Stored data:

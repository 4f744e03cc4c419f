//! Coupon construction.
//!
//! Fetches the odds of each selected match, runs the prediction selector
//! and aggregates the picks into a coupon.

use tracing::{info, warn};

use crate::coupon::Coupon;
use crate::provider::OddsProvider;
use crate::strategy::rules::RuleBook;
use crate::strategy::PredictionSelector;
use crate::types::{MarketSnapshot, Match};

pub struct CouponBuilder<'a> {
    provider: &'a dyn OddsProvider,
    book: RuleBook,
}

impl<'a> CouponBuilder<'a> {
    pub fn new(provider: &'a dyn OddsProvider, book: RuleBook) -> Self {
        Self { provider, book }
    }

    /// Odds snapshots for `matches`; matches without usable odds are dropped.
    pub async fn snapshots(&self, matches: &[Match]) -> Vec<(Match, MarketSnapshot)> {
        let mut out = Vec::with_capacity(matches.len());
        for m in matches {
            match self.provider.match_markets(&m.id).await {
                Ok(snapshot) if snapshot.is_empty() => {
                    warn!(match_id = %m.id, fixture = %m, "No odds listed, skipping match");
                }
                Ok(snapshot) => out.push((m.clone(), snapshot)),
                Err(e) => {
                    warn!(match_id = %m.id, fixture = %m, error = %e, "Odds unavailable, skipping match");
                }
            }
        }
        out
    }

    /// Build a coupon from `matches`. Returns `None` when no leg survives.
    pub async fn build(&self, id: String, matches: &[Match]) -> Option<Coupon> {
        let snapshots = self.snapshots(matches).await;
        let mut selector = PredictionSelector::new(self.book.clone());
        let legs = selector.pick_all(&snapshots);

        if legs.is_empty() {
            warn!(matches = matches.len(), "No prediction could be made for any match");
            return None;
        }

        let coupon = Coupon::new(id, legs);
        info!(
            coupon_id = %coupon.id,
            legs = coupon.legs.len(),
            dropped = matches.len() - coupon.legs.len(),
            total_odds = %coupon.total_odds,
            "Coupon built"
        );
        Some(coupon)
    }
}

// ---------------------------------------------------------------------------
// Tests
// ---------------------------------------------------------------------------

==

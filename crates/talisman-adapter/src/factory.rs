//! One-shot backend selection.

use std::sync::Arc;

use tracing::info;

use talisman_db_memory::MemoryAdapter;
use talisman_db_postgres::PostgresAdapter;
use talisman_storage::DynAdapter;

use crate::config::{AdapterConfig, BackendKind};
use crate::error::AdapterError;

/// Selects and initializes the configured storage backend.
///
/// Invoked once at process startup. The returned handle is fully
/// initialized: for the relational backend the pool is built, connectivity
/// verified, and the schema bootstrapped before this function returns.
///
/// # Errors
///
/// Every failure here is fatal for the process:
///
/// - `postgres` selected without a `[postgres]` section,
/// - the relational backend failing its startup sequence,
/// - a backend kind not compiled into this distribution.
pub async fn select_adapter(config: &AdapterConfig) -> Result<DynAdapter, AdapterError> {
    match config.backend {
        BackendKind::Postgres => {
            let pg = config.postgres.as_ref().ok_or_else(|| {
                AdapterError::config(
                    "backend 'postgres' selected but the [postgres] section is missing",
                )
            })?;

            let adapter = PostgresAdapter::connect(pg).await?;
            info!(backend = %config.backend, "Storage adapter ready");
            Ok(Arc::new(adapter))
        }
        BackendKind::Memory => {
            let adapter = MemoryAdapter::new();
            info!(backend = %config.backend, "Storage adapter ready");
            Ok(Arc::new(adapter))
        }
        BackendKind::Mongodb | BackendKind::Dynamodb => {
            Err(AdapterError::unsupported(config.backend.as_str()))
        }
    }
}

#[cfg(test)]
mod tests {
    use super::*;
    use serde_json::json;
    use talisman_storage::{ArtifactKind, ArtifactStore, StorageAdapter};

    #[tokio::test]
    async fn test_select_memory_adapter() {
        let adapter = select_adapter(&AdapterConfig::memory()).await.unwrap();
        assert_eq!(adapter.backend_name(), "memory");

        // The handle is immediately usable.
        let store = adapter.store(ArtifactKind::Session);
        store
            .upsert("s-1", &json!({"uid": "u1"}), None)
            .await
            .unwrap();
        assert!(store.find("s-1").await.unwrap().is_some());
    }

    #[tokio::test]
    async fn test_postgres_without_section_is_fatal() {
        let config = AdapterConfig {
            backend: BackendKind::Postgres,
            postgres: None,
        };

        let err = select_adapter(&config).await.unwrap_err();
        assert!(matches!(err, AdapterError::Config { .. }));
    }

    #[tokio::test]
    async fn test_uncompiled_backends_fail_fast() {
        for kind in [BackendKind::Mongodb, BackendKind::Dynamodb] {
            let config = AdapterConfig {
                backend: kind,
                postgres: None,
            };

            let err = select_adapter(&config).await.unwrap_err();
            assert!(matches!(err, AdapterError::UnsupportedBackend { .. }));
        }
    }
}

...

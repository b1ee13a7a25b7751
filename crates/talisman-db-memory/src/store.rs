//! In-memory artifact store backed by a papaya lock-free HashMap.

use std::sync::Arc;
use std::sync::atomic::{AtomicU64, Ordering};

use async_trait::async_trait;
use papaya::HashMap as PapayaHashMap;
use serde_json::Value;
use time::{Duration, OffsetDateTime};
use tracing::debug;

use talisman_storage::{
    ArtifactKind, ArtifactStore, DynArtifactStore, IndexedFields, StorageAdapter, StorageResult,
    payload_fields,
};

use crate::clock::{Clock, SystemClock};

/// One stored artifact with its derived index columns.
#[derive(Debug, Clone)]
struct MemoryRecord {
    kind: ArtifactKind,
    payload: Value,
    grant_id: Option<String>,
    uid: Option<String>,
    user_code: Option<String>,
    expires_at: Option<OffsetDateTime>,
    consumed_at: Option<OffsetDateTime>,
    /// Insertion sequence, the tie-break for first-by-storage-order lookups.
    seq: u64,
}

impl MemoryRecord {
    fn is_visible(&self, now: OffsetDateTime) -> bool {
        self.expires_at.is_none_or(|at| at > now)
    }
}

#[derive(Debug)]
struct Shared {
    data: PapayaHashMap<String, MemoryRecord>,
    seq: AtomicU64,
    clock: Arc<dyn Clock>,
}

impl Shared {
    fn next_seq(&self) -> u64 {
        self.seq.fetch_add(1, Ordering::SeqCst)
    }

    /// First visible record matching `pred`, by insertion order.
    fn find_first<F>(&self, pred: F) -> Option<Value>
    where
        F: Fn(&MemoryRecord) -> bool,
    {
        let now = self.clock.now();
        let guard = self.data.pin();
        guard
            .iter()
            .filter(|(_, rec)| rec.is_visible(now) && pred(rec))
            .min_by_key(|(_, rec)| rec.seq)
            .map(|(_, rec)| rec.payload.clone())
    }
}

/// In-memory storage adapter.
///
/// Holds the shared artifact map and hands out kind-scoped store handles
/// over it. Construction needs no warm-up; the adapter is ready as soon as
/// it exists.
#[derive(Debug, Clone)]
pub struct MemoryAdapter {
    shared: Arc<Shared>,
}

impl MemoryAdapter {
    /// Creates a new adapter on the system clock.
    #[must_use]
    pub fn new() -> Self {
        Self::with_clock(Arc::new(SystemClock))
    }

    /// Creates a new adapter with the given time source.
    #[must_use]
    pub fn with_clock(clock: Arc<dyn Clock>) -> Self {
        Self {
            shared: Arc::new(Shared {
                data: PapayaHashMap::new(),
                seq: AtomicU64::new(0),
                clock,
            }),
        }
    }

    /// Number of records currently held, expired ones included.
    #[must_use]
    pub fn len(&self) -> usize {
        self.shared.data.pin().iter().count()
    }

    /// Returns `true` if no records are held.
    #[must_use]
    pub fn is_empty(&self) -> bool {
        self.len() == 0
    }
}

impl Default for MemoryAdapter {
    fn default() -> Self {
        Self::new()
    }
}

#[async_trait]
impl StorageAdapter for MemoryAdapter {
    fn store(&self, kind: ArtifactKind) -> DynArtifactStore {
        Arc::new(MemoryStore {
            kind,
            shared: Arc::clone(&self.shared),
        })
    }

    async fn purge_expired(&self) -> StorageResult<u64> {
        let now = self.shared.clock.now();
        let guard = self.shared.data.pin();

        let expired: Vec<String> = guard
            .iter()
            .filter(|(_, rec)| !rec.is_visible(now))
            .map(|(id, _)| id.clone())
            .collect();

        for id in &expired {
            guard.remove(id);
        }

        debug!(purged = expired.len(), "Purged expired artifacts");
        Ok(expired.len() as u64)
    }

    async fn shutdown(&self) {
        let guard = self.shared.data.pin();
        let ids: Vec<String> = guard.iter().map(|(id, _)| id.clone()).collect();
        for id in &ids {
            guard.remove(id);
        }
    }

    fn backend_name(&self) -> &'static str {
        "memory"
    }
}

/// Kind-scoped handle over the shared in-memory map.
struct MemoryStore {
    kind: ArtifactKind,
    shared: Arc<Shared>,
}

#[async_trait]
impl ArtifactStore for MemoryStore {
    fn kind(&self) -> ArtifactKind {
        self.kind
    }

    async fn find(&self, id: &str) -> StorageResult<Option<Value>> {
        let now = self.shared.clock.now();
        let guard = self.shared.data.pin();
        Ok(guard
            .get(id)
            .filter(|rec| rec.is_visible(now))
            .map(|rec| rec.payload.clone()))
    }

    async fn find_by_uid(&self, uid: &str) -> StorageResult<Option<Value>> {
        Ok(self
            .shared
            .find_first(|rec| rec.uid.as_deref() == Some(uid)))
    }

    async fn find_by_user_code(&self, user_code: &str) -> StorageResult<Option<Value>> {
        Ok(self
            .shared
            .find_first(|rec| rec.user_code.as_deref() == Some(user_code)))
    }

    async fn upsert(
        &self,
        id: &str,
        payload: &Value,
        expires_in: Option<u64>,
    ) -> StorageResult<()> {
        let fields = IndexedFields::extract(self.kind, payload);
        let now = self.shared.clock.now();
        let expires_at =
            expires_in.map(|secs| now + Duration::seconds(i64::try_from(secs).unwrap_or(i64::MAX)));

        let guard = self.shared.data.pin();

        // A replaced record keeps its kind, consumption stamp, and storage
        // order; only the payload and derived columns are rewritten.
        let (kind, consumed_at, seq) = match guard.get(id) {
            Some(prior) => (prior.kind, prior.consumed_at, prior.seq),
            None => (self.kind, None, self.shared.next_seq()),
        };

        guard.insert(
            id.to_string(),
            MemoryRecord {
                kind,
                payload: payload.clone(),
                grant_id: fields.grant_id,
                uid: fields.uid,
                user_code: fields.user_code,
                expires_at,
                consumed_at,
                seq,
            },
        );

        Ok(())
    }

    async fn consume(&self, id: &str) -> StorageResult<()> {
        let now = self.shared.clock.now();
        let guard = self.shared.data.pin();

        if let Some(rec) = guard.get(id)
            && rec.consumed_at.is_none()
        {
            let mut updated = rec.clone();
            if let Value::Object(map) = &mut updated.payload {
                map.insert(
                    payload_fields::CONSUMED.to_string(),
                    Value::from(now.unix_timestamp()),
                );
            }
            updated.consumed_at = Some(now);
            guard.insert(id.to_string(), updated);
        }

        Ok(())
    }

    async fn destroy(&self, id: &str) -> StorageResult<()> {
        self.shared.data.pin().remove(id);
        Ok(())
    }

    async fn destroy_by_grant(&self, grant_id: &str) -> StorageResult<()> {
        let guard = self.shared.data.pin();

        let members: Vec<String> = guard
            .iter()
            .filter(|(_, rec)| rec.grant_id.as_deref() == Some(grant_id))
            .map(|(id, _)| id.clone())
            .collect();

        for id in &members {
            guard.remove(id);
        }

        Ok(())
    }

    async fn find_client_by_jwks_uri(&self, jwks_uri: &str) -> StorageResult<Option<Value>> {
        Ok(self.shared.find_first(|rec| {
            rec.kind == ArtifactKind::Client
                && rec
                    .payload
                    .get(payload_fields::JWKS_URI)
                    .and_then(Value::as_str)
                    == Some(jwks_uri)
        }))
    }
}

### Task details:
Take the lines above from the one containing "the prediction selector" to the one containing "no leg survives." and retype them exactly, both ends included, with nothing added.

### Task result:
//! Fetches the odds of each selected match, runs the prediction selector
//! and aggregates the picks into a coupon.

use tracing::{info, warn};

use crate::coupon::Coupon;
use crate::provider::OddsProvider;
use crate::strategy::rules::RuleBook;
use crate::strategy::PredictionSelector;
use crate::types::{MarketSnapshot, Match};

pub struct CouponBuilder<'a> {
    provider: &'a dyn OddsProvider,
    book: RuleBook,
}

impl<'a> CouponBuilder<'a> {
    pub fn new(provider: &'a dyn OddsProvider, book: RuleBook) -> Self {
        Self { provider, book }
    }

    /// Odds snapshots for `matches`; matches without usable odds are dropped.
    pub async fn snapshots(&self, matches: &[Match]) -> Vec<(Match, MarketSnapshot)> {
        let mut out = Vec::with_capacity(matches.len());
        for m in matches {
            match self.provider.match_markets(&m.id).await {
                Ok(snapshot) if snapshot.is_empty() => {
                    warn!(match_id = %m.id, fixture = %m, "No odds listed, skipping match");
                }
                Ok(snapshot) => out.push((m.clone(), snapshot)),
                Err(e) => {
                    warn!(match_id = %m.id, fixture = %m, error = %e, "Odds unavailable, skipping match");
                }
            }
        }
        out
    }

    /// Build a coupon from `matches`. Returns `None` when no leg survives.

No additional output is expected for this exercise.